A paper suggesting a different approach to animal welfare was greeted with interest at the Oxford Farming Conference. Prepared by Dr. Alistair Stott and Professor Alistair Lawrence, who addressed the conference, it argued there was a strong case for concentrating on the benefits good animal welfare offers the farmer.

Professor Alistair Lawrence at the Oxford Farming Conference

Professor Alistair Lawrence

Held early in the New Year, the two-day Oxford Farming Conference attracts a large audience and generates a lot of press comment. This year, Cabinet Secretary Richard Lochhead joined Agriculture Minister Hillary Benn to give the keynote addresses from a stage erected amid the marble of the University Examination Schools. His description of the Scottish Government’s approach to agriculture and the countryside highlighted some interesting contrasts with the DEFRA model.
Speaking on the second day, in a session entitled “Profit from Consumer Choice: Biotechnology and Animal Welfare” Alistair Lawrence explained that, while the animal welfare debate has been developing in the UK since the 18th century, for much of that time the emphasis has been on the use of legislation to protect animals. More recently there has been a focus on using market-led approaches to improve animal welfare, for example, stimulating demand for high welfare animal products.
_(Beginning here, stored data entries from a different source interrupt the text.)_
//! Crash report construction.
//!
//! A crash report is an ordered sequence of text sections: a header naming
//! the project, the terminated worker and the failure reason, then one
//! section per affected batch group (waiting, running). Empty groups are
//! omitted entirely. The same sections are persisted as one crash record and
//! dispatched as a sequence of notifier messages.
//!
//! The builder only reads from storage; batch mutation belongs to the
//! recovery pipeline, which captures the report text first.

use std::fmt::Write as _;

use crate::config::RegistryConfig;
use crate::storage::{Storage, StorageError};
use crate::supervisor::WorkerHandle;
use crate::types::{Batch, BatchState, PrNumber, ProjectId};

/// Alarm prefix carried by the first message of a dispatched report.
pub const CRASH_ALARM: &str = ":rotating_light:";

/// An ordered, possibly multi-section crash report.
#[derive(Debug, Clone, PartialEq, Eq)]
pub struct CrashReport {
    sections: Vec<String>,
}

impl CrashReport {
    fn new(sections: Vec<String>) -> Self {
        CrashReport { sections }
    }

    /// Minimal single-section report used when report construction itself
    /// failed: the raw termination reason plus the construction error. A
    /// reporting failure must never suppress the incident.
    pub(crate) fn fallback(project: ProjectId, reason: &str, error: &StorageError) -> Self {
        CrashReport::new(vec![format!(
            "Batcher for {} crashed.\nreason: {}\n(crash report construction failed: {})",
            project, reason, error
        )])
    }

    /// Sections in dispatch order: header first, waiting, then running.
    pub fn sections(&self) -> &[String] {
        &self.sections
    }

    pub fn into_sections(self) -> Vec<String> {
        self.sections
    }

    /// The whole report as one text, for persistence.
    pub fn full_text(&self) -> String {
        self.sections.join("\n\n")
    }
}

/// Builds crash reports from storage data.
pub struct CrashReportBuilder<'a, S> {
    storage: &'a S,
    config: &'a RegistryConfig,
}

impl<'a, S: Storage> CrashReportBuilder<'a, S> {
    pub fn new(storage: &'a S, config: &'a RegistryConfig) -> Self {
        CrashReportBuilder { storage, config }
    }

    /// Composes the report for one abnormal termination.
    ///
    /// Read-only with respect to storage. Errors from the storage queries are
    /// returned to the caller, which substitutes a fallback report.
    pub async fn build(
        &self,
        project: ProjectId,
        worker: &WorkerHandle,
        reason: &str,
    ) -> Result<CrashReport, StorageError> {
        let record = self.storage.project(project).await?;
        let mut sections = vec![header_section(&record.name, worker, reason)];

        let waiting = self
            .storage
            .batches_for_project(project, BatchState::Waiting)
            .await?;
        if !waiting.is_empty() {
            sections.push(batch_section(
                &self.config.pr_base_url,
                &record.name,
                &waiting,
                BatchState::Waiting,
                "deleted",
            ));
        }

        let running = self
            .storage
            .batches_for_project(project, BatchState::Running)
            .await?;
        if !running.is_empty() {
            sections.push(batch_section(
                &self.config.pr_base_url,
                &record.name,
                &running,
                BatchState::Running,
                "canceled",
            ));
        }

        Ok(CrashReport::new(sections))
    }
}

/// Header: project display name, terminated worker (for operator
/// correlation), and the failure reason.
fn header_section(project_name: &str, worker: &WorkerHandle, reason: &str) -> String {
    format!(
        "Batcher for {} crashed.\nworker: {}\nreason: {}",
        project_name, worker, reason
    )
}

/// One section per batch group: an announcement line, then every batch with
/// its 1-indexed position and every contained PR as a link.
fn batch_section(
    base_url: &str,
    project_name: &str,
    batches: &[Batch],
    state: BatchState,
    action: &str,
) -> String {
    let total = batches.len();
    let mut section = format!("{} {} batch(es) will be {}:", total, state, action);

    for (index, batch) in batches.iter().enumerate() {
        let _ = write!(section, "\n({}/{}) {}", index + 1, total, batch.id);
        let pr_total = batch.prs.len();
        for (pr_index, pr) in batch.prs.iter().enumerate() {
            let _ = write!(
                section,
                "\n  ({}/{}) {}",
                pr_index + 1,
                pr_total,
                pr_link(base_url, project_name, *pr)
            );
        }
    }

    section
}

/// Renders a PR link from the configured base URL, the project name, and the
/// PR number: `<base>/<project>/pull/<number>`.
fn pr_link(base_url: &str, project_name: &str, pr: PrNumber) -> String {
    format!(
        "{}/{}/pull/{}",
        base_url.trim_end_matches('/'),
        project_name,
        pr.0
    )
}
//! The registry actor and its client handle.
//!
//! [`Registry`] is the cloneable client side: `get`, `monitor`, `warm_start`
//! and introspection helpers. Every call that touches the directory turns
//! into a message on the actor's channel; the actor owns the two maps and
//! processes messages strictly in arrival order.
//!
//! # Active-worker invariant
//!
//! `by_project[p] == h` iff exactly one monitor token `t` with
//! `by_token[t] == p` is observing `h`. Entries are added only by a
//! successful registration and removed only by a termination signal, so at
//! most one live worker is ever mapped per project.
//!
//! # Lookup protocol
//!
//! `get` polls the directory a bounded number of times, sleeping in the
//! caller's context between checks to give a just-spawned worker time to
//! self-register. The final attempt forces worker creation instead of
//! re-checking. Two racing callers can therefore both spawn a worker for the
//! same project; registration is first-wins, and the rejected worker's
//! disposition is its supervisor's concern, not the registry's.

use std::collections::HashMap;
use std::sync::Arc;

use thiserror::Error;
use tokio::sync::{mpsc, oneshot};
use tokio_util::sync::CancellationToken;
use tracing::{debug, error, info, instrument, trace, warn};

use crate::config::RegistryConfig;
use crate::notify::Notifier;
use crate::storage::{Storage, StorageError};
use crate::supervisor::{ExitStatus, SpawnError, WorkerHandle, WorkerSupervisor};
use crate::types::{MonitorToken, ProjectId};

use super::message::RegistryMessage;
use super::recovery::run_crash_recovery;

/// Channel buffer for registry messages.
const REGISTRY_CHANNEL_BUFFER: usize = 100;

/// Errors surfaced by registry operations.
#[derive(Debug, Error)]
pub enum RegistryError {
    /// The registry actor has shut down.
    #[error("registry is shut down")]
    Closed,

    /// Worker creation failed; propagated unchanged to the caller of `get`.
    #[error(transparent)]
    Spawn(#[from] SpawnError),

    /// Storage failure outside crash recovery (e.g. during warm start).
    #[error(transparent)]
    Storage(#[from] StorageError),
}

/// Result type for registry operations.
pub type Result<T> = std::result::Result<T, RegistryError>;

/// Client handle to the batcher registry.
///
/// Cheap to clone; all clones talk to the same actor. Callers anywhere in
/// the orchestrator use [`get`](Registry::get) to reach a project's batcher;
/// freshly started batchers use [`monitor`](Registry::monitor) to announce
/// themselves.
pub struct Registry<S, W> {
    tx: mpsc::Sender<RegistryMessage>,
    storage: Arc<S>,
    supervisor: Arc<W>,
    config: RegistryConfig,
    shutdown: CancellationToken,
}

impl<S, W> Clone for Registry<S, W> {
    fn clone(&self) -> Self {
        Registry {
            tx: self.tx.clone(),
            storage: Arc::clone(&self.storage),
            supervisor: Arc::clone(&self.supervisor),
            config: self.config.clone(),
            shutdown: self.shutdown.clone(),
        }
    }
}

impl<S, W> Registry<S, W>
where
    S: Storage + 'static,
    W: WorkerSupervisor,
{
    /// Creates a registry and spawns its actor task.
    pub fn new<N>(
        config: RegistryConfig,
        storage: Arc<S>,
        notifier: Arc<N>,
        supervisor: Arc<W>,
    ) -> Self
    where
        N: Notifier + 'static,
    {
        Self::new_with_shutdown(config, storage, notifier, supervisor, CancellationToken::new())
    }

    /// Creates a registry whose actor stops when `shutdown` is cancelled.
    pub fn new_with_shutdown<N>(
        config: RegistryConfig,
        storage: Arc<S>,
        notifier: Arc<N>,
        supervisor: Arc<W>,
        shutdown: CancellationToken,
    ) -> Self
    where
        N: Notifier + 'static,
    {
        let (tx, rx) = mpsc::channel(REGISTRY_CHANNEL_BUFFER);
        let actor = RegistryActor {
            by_project: HashMap::new(),
            by_token: HashMap::new(),
            next_token: 1,
            storage: Arc::clone(&storage),
            notifier,
            config: config.clone(),
            tx: tx.downgrade(),
        };
        tokio::spawn(actor.run(rx, shutdown.clone()));

        Registry {
            tx,
            storage,
            supervisor,
            config,
            shutdown,
        }
    }

    /// Returns the registry configuration.
    pub fn config(&self) -> &RegistryConfig {
        &self.config
    }

    /// Returns the shutdown token.
    pub fn shutdown_token(&self) -> CancellationToken {
        self.shutdown.clone()
    }

    /// Stops the registry actor. Running workers are unaffected; the
    /// directory is simply no longer reachable.
    pub fn shutdown(&self) {
        info!("shutting down batcher registry");
        self.shutdown.cancel();
    }

    /// Returns the handle of the project's live batcher, starting one if
    /// needed.
    ///
    /// Tolerates the race where a worker is mid-startup and has not yet
    /// announced itself: the directory is polled up to
    /// `lookup_attempts - 1` times with `lookup_interval` pauses in between,
    /// and the final attempt unconditionally asks the supervisor for a new
    /// worker instead of re-checking. Spawn failures propagate to the caller.
    #[instrument(skip(self), fields(project = %project))]
    pub async fn get(&self, project: ProjectId) -> Result<WorkerHandle> {
        for attempt in 1..self.config.lookup_attempts {
            if let Some(handle) = self.lookup(project).await? {
                trace!(worker = %handle.id(), attempt, "found registered batcher");
                return Ok(handle);
            }
            debug!(attempt, "batcher not registered yet; waiting for self-registration");
            tokio::time::sleep(self.config.lookup_interval).await;
        }

        // Forced fallback: spawn rather than re-check. Two racing callers can
        // both land here for the same project; registration is first-wins.
        debug!("lookup attempts exhausted; spawning batcher");
        let handle = self.supervisor.start(project).await?;
        Ok(handle)
    }

    /// Announces a freshly started worker for the project.
    ///
    /// The first registration per project wins and is watched for
    /// termination; any later registration while the first worker is alive is
    /// logged and ignored. Fire-and-forget beyond the acknowledgment.
    #[instrument(skip(self, handle), fields(project = %project, worker = %handle.id()))]
    pub async fn monitor(&self, handle: WorkerHandle, project: ProjectId) -> Result<()> {
        let (reply, ack) = oneshot::channel();
        self.tx
            .send(RegistryMessage::Register {
                project,
                handle,
                reply,
            })
            .await
            .map_err(|_| RegistryError::Closed)?;
        ack.await.map_err(|_| RegistryError::Closed)
    }

    /// Asks the supervisor to start one worker per active project.
    ///
    /// Best-effort warm start for process boot: spawn failures are logged and
    /// skipped, and the call does not wait for the workers to self-register
    /// (the directory is populated exclusively by `monitor`). Returns the
    /// number of workers started.
    #[instrument(skip(self))]
    pub async fn warm_start(&self) -> Result<usize> {
        let projects = self.storage.active_projects().await?;
        let mut started = 0;

        for project in projects {
            match self.supervisor.start(project).await {
                Ok(handle) => {
                    debug!(project = %project, worker = %handle.id(), "batcher started");
                    started += 1;
                }
                Err(error) => {
                    warn!(project = %project, error = %error, "failed to start batcher during warm start");
                }
            }
        }

        info!(started, "warm start complete");
        Ok(started)
    }

    /// Whether the project currently has a registered batcher.
    pub async fn registered(&self, project: ProjectId) -> Result<bool> {
        Ok(self.lookup(project).await?.is_some())
    }

    /// Number of registered batchers.
    pub async fn registered_count(&self) -> Result<usize> {
        let (reply, response) = oneshot::channel();
        self.tx
            .send(RegistryMessage::Count { reply })
            .await
            .map_err(|_| RegistryError::Closed)?;
        response.await.map_err(|_| RegistryError::Closed)
    }

    /// One directory check, serialized through the actor.
    async fn lookup(&self, project: ProjectId) -> Result<Option<WorkerHandle>> {
        let (reply, response) = oneshot::channel();
        self.tx
            .send(RegistryMessage::Lookup { project, reply })
            .await
            .map_err(|_| RegistryError::Closed)?;
        response.await.map_err(|_| RegistryError::Closed)
    }
}

/// The actor owning the directory.
struct RegistryActor<S, N> {
    /// Active workers, keyed by project. At most one entry per project.
    by_project: HashMap<ProjectId, WorkerHandle>,

    /// Inverse index resolving termination signals to projects.
    by_token: HashMap<MonitorToken, ProjectId>,

    /// Next monitor token; tokens are unique per registration event.
    next_token: u64,

    storage: Arc<S>,
    notifier: Arc<N>,
    config: RegistryConfig,

    /// Weak sender handed to watchers, so the channel closes (and the actor
    /// exits) once every client handle is gone.
    tx: mpsc::WeakSender<RegistryMessage>,
}

impl<S, N> RegistryActor<S, N>
where
    S: Storage + 'static,
    N: Notifier + 'static,
{
    async fn run(
        mut self,
        mut rx: mpsc::Receiver<RegistryMessage>,
        shutdown: CancellationToken,
    ) {
        debug!("registry actor started");
        loop {
            tokio::select! {
                _ = shutdown.cancelled() => {
                    info!("registry shutdown signal received, stopping");
                    break;
                }
                message = rx.recv() => match message {
                    Some(message) => self.handle(message).await,
                    None => {
                        debug!("all registry handles dropped, stopping");
                        break;
                    }
                },
            }
        }
    }

    async fn handle(&mut self, message: RegistryMessage) {
        match message {
            RegistryMessage::Lookup { project, reply } => {
                let _ = reply.send(self.by_project.get(&project).cloned());
            }
            RegistryMessage::Register {
                project,
                handle,
                reply,
            } => {
                self.register(project, handle);
                let _ = reply.send(());
            }
            RegistryMessage::WorkerExited {
                token,
                handle,
                status,
            } => self.worker_exited(token, handle, status).await,
            RegistryMessage::Count { reply } => {
                let _ = reply.send(self.by_project.len());
            }
        }
    }

    fn register(&mut self, project: ProjectId, handle: WorkerHandle) {
        if let Some(existing) = self.by_project.get(&project) {
            // First registration wins. The duplicate-spawn race from the
            // forced-creation fallback lands here; the rejected worker is
            // its supervisor's problem.
            warn!(
                project = %project,
                registered = %existing.id(),
                rejected = %handle.id(),
                "duplicate batcher registration ignored"
            );
        } else {
            let token = MonitorToken(self.next_token);
            self.next_token += 1;
            self.by_token.insert(token, project);
            self.spawn_watcher(token, handle.clone());
            info!(worker = %handle.id(), token = %token, "batcher registered");
            self.by_project.insert(project, handle);
        }
    }

    /// Arranges the linked watcher that posts the worker's termination back
    /// into the actor's channel.
    fn spawn_watcher(&self, token: MonitorToken, handle: WorkerHandle) {
        let tx = self.tx.clone();
        tokio::spawn(async move {
            let status = handle.terminated().await;
            let Some(tx) = tx.upgrade() else {
                // Registry already gone; nothing to clean up.
                return;
            };
            let _ = tx
                .send(RegistryMessage::WorkerExited {
                    token,
                    handle,
                    status,
                })
                .await;
        });
    }

    async fn worker_exited(
        &mut self,
        token: MonitorToken,
        handle: WorkerHandle,
        status: ExitStatus,
    ) {
        let Some(project) = self.by_token.remove(&token) else {
            debug!(token = %token, worker = %handle.id(), "termination signal for unknown monitor token");
            return;
        };

        // Clear the directory entry only if it still points at the worker
        // that terminated; a replacement may already be registered.
        if self
            .by_project
            .get(&project)
            .is_some_and(|current| current.id() == handle.id())
        {
            self.by_project.remove(&project);
        }

        match status {
            ExitStatus::Normal => {
                info!(project = %project, worker = %handle.id(), "batcher stopped normally");
            }
            ExitStatus::Crashed(reason) => {
                warn!(
                    project = %project,
                    worker = %handle.id(),
                    reason = %reason,
                    "batcher crashed; running recovery"
                );
                if let Err(recovery_error) = run_crash_recovery(
                    self.storage.as_ref(),
                    &self.notifier,
                    &self.config,
                    project,
                    &handle,
                    &reason,
                )
                .await
                {
                    // Storage failures during cleanup are fatal to this
                    // recovery invocation, but never to the actor itself.
                    error!(
                        project = %project,
                        error = %recovery_error,
                        "crash recovery aborted"
                    );
                }
            }
        }
    }
}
He asked if it was not time to consider another approach and, in effect, ask how much animal welfare can farmers’ afford to deliver?

His answer was more than some might think. Using a range of examples, including from SAC's own research, he illustrated that improving animal welfare need not penalise business returns and indeed may increase profits. He pointed to the recognition that narrowly focussing on selection for increased milk yield had led to problems of reduced cow fertility and lameness. Changing the choice of bulls has led to cows that today give less milk but live healthier, longer lives and so are more profitable. Likewise, selecting ewes according to the viabilty and vigour of the lambs they produce, rather than just going for numbers, has been shown to reduce labour at lambing with more lambs surviving to sell at the sales.

Professor Lawrence explained that finding and using these win-win solutions that had a greater focus on delivering improved animal welfare within a competitive livestock industry would allow farmers to gain the initiative in the animal welfare debate. To realise this requires interdisciplinary research combining economic analysis with high quality scientific information on the animals’ welfare and effective knowledge exchange that positively influences farmer behaviour.

The messages went down well with the audience and the press, including BBC Radio 4’s Farming Today.